__Aim of the exercise__
Go through the entries and copy each one exactly. Leave none out.

[Saved data entries]
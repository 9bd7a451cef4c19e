//! Client for the agent-gateway HTTP API.

pub mod client;

pub use client::{
    ChatReply, ChatRequest, ErrorBody, GatewayClient, Health, SdkError, ToolCall,
};
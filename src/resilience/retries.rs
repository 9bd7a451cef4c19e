//! Retry logic.
//!
//! # Responsibilities
//! - Decide whether a failed attempt is retryable (transport failures only)
//! - Execute retries with exponential backoff + jitter
//!
//! # Design Decisions
//! - Any received response ends the loop, whatever its status
//! - Only used on the read path; writes go through the bypass
//! - Jittered backoff prevents thundering herd

use std::future::Future;
use std::time::Duration;

use crate::client::types::{GatewayError, GatewayResult};
use crate::config::RetryConfig;
use crate::resilience::backoff::calculate_backoff;

/// Whether an attempt that failed with `err` may be repeated.
pub fn is_retryable(err: &GatewayError) -> bool {
    err.is_transport()
}

/// Runs one logical call with bounded retry on transport failures.
#[derive(Debug, Clone)]
pub struct RetryingInvoker {
    max_attempts: u32,
    wait_min: Duration,
    wait_max: Duration,
}

impl RetryingInvoker {
    /// `max_attempts = 1` disables retry; 0 is treated as 1.
    pub fn new(max_attempts: u32, wait_min: Duration, wait_max: Duration) -> Self {
        Self {
            max_attempts: max_attempts.max(1),
            wait_min,
            wait_max,
        }
    }

    pub fn from_config(config: &RetryConfig) -> Self {
        Self::new(config.max_attempts, config.wait_min(), config.wait_max())
    }

    pub fn max_attempts(&self) -> u32 {
        self.max_attempts
    }

    /// Invoke `factory` until it yields anything other than a transport
    /// failure, or attempts run out. Returns the last transport failure on
    /// exhaustion.
    pub async fn invoke<T, F, Fut>(&self, operation: &str, mut factory: F) -> GatewayResult<T>
    where
        F: FnMut() -> Fut,
        Fut: Future<Output = GatewayResult<T>>,
    {
        let mut attempt = 0;
        loop {
            attempt += 1;
            match factory().await {
                Err(err) if is_retryable(&err) && attempt < self.max_attempts => {
                    let delay = calculate_backoff(attempt, self.wait_min, self.wait_max);
                    tracing::warn!(
                        operation = %operation,
                        attempt,
                        max_attempts = self.max_attempts,
                        delay = ?delay,
                        error = %err,
                        "Transport failure, retrying"
                    );
                    tokio::time::sleep(delay).await;
                }
                Err(err) => {
                    if is_retryable(&err) {
                        tracing::warn!(
                            operation = %operation,
                            attempts = attempt,
                            error = %err,
                            "Retries exhausted"
                        );
                    }
                    return Err(err);
                }
                Ok(value) => return Ok(value),
            }
        }
    }
}

#[cfg(test)]
mod tests {
    use super::*;
    use crate::client::types::TransportKind;
    use std::sync::atomic::{AtomicU32, Ordering};
    use std::sync::Arc;

    fn transport() -> GatewayError {
        GatewayError::Transport {
            operation: "op".into(),
            kind: TransportKind::Connect,
            message: "connection refused".into(),
        }
    }

    fn invoker(max_attempts: u32) -> RetryingInvoker {
        RetryingInvoker::new(max_attempts, Duration::from_millis(100), Duration::from_millis(400))
    }

    #[tokio::test(start_paused = true)]
    async fn test_retries_transport_until_success() {
        let calls = Arc::new(AtomicU32::new(0));
        let c = calls.clone();
        let result = invoker(3)
            .invoke("op", move || {
                let c = c.clone();
                async move {
                    if c.fetch_add(1, Ordering::SeqCst) < 2 {
                        Err(transport())
                    } else {
                        Ok("done")
                    }
                }
            })
            .await;
        assert_eq!(result.unwrap(), "done");
        assert_eq!(calls.load(Ordering::SeqCst), 3);
    }

    #[tokio::test(start_paused = true)]
    async fn test_exhaustion_returns_last_transport_error() {
        let calls = Arc::new(AtomicU32::new(0));
        let c = calls.clone();
        let result: GatewayResult<()> = invoker(2)
            .invoke("op", move || {
                c.fetch_add(1, Ordering::SeqCst);
                async { Err(transport()) }
            })
            .await;
        assert!(result.unwrap_err().is_transport());
        assert_eq!(calls.load(Ordering::SeqCst), 2);
    }

    #[tokio::test]
    async fn test_remote_error_is_not_retried() {
        let calls = Arc::new(AtomicU32::new(0));
        let c = calls.clone();
        let result: GatewayResult<()> = invoker(5)
            .invoke("op", move || {
                c.fetch_add(1, Ordering::SeqCst);
                async {
                    Err(GatewayError::Remote {
                        operation: "op".into(),
                        status: 500,
                        message: "boom".into(),
                    })
                }
            })
            .await;
        assert_eq!(result.unwrap_err().kind(), "remote");
        assert_eq!(calls.load(Ordering::SeqCst), 1);
    }

    #[tokio::test]
    async fn test_single_attempt_disables_retry() {
        let calls = Arc::new(AtomicU32::new(0));
        let c = calls.clone();
        let _ = invoker(1)
            .invoke("op", move || {
                c.fetch_add(1, Ordering::SeqCst);
                async { Err::<(), _>(transport()) }
            })
            .await;
        assert_eq!(calls.load(Ordering::SeqCst), 1);
        assert_eq!(RetryingInvoker::new(0, Duration::ZERO, Duration::ZERO).max_attempts(), 1);
    }
}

__Problem solution__
repository 9bd7a451cef4c19e
//! Client for the agent-gateway HTTP API.

pub mod client;

pub use client::{
    ChatReply, ChatRequest, ErrorBody, GatewayClient, Health, SdkError, ToolCall,
};
filename src/resilience/retries.rs
repository 9bd7a451cef4c19e
//! Retry logic.
//!
//! # Responsibilities
//! - Decide whether a failed attempt is retryable (transport failures only)
//! - Execute retries with exponential backoff + jitter
//!
//! # Design Decisions
//! - Any received response ends the loop, whatever its status
//! - Only used on the read path; writes go through the bypass
//! - Jittered backoff prevents thundering herd

use std::future::Future;
use std::time::Duration;

use crate::client::types::{GatewayError, GatewayResult};
use crate::config::RetryConfig;
use crate::resilience::backoff::calculate_backoff;

/// Whether an attempt that failed with `err` may be repeated.
pub fn is_retryable(err: &GatewayError) -> bool {
    err.is_transport()
}

/// Runs one logical call with bounded retry on transport failures.
#[derive(Debug, Clone)]
pub struct RetryingInvoker {
    max_attempts: u32,
    wait_min: Duration,
    wait_max: Duration,
}

impl RetryingInvoker {
    /// `max_attempts = 1` disables retry; 0 is treated as 1.
    pub fn new(max_attempts: u32, wait_min: Duration, wait_max: Duration) -> Self {
        Self {
            max_attempts: max_attempts.max(1),
            wait_min,
            wait_max,
        }
    }

    pub fn from_config(config: &RetryConfig) -> Self {
        Self::new(config.max_attempts, config.wait_min(), config.wait_max())
    }

    pub fn max_attempts(&self) -> u32 {
        self.max_attempts
    }

    /// Invoke `factory` until it yields anything other than a transport
    /// failure, or attempts run out. Returns the last transport failure on
    /// exhaustion.
    pub async fn invoke<T, F, Fut>(&self, operation: &str, mut factory: F) -> GatewayResult<T>
    where
        F: FnMut() -> Fut,
        Fut: Future<Output = GatewayResult<T>>,
    {
        let mut attempt = 0;
        loop {
            attempt += 1;
            match factory().await {
                Err(err) if is_retryable(&err) && attempt < self.max_attempts => {
                    let delay = calculate_backoff(attempt, self.wait_min, self.wait_max);
                    tracing::warn!(
                        operation = %operation,
                        attempt,
                        max_attempts = self.max_attempts,
                        delay = ?delay,
                        error = %err,
                        "Transport failure, retrying"
                    );
                    tokio::time::sleep(delay).await;
                }
                Err(err) => {
                    if is_retryable(&err) {
                        tracing::warn!(
                            operation = %operation,
                            attempts = attempt,
                            error = %err,
                            "Retries exhausted"
                        );
                    }
                    return Err(err);
                }
                Ok(value) => return Ok(value),
            }
        }
    }
}

#[cfg(test)]
mod tests {
    use super::*;
    use crate::client::types::TransportKind;
    use std::sync::atomic::{AtomicU32, Ordering};
    use std::sync::Arc;

    fn transport() -> GatewayError {
        GatewayError::Transport {
            operation: "op".into(),
            kind: TransportKind::Connect,
            message: "connection refused".into(),
        }
    }

    fn invoker(max_attempts: u32) -> RetryingInvoker {
        RetryingInvoker::new(max_attempts, Duration::from_millis(100), Duration::from_millis(400))
    }

    #[tokio::test(start_paused = true)]
    async fn test_retries_transport_until_success() {
        let calls = Arc::new(AtomicU32::new(0));
        let c = calls.clone();
        let result = invoker(3)
            .invoke("op", move || {
                let c = c.clone();
                async move {
                    if c.fetch_add(1, Ordering::SeqCst) < 2 {
                        Err(transport())
                    } else {
                        Ok("done")
                    }
                }
            })
            .await;
        assert_eq!(result.unwrap(), "done");
        assert_eq!(calls.load(Ordering::SeqCst), 3);
    }

    #[tokio::test(start_paused = true)]
    async fn test_exhaustion_returns_last_transport_error() {
        let calls = Arc::new(AtomicU32::new(0));
        let c = calls.clone();
        let result: GatewayResult<()> = invoker(2)
            .invoke("op", move || {
                c.fetch_add(1, Ordering::SeqCst);
                async { Err(transport()) }
            })
            .await;
        assert!(result.unwrap_err().is_transport());
        assert_eq!(calls.load(Ordering::SeqCst), 2);
    }

    #[tokio::test]
    async fn test_remote_error_is_not_retried() {
        let calls = Arc::new(AtomicU32::new(0));
        let c = calls.clone();
        let result: GatewayResult<()> = invoker(5)
            .invoke("op", move || {
                c.fetch_add(1, Ordering::SeqCst);
                async {
                    Err(GatewayError::Remote {
                        operation: "op".into(),
                        status: 500,
                        message: "boom".into(),
                    })
                }
            })
            .await;
        assert_eq!(result.unwrap_err().kind(), "remote");
        assert_eq!(calls.load(Ordering::SeqCst), 1);
    }

    #[tokio::test]
    async fn test_single_attempt_disables_retry() {
        let calls = Arc::new(AtomicU32::new(0));
        let c = calls.clone();
        let _ = invoker(1)
            .invoke("op", move || {
                c.fetch_add(1, Ordering::SeqCst);
                async { Err::<(), _>(transport()) }
            })
            .await;
        assert_eq!(calls.load(Ordering::SeqCst), 1);
        assert_eq!(RetryingInvoker::new(0, Duration::ZERO, Duration::ZERO).max_attempts(), 1);
    }
}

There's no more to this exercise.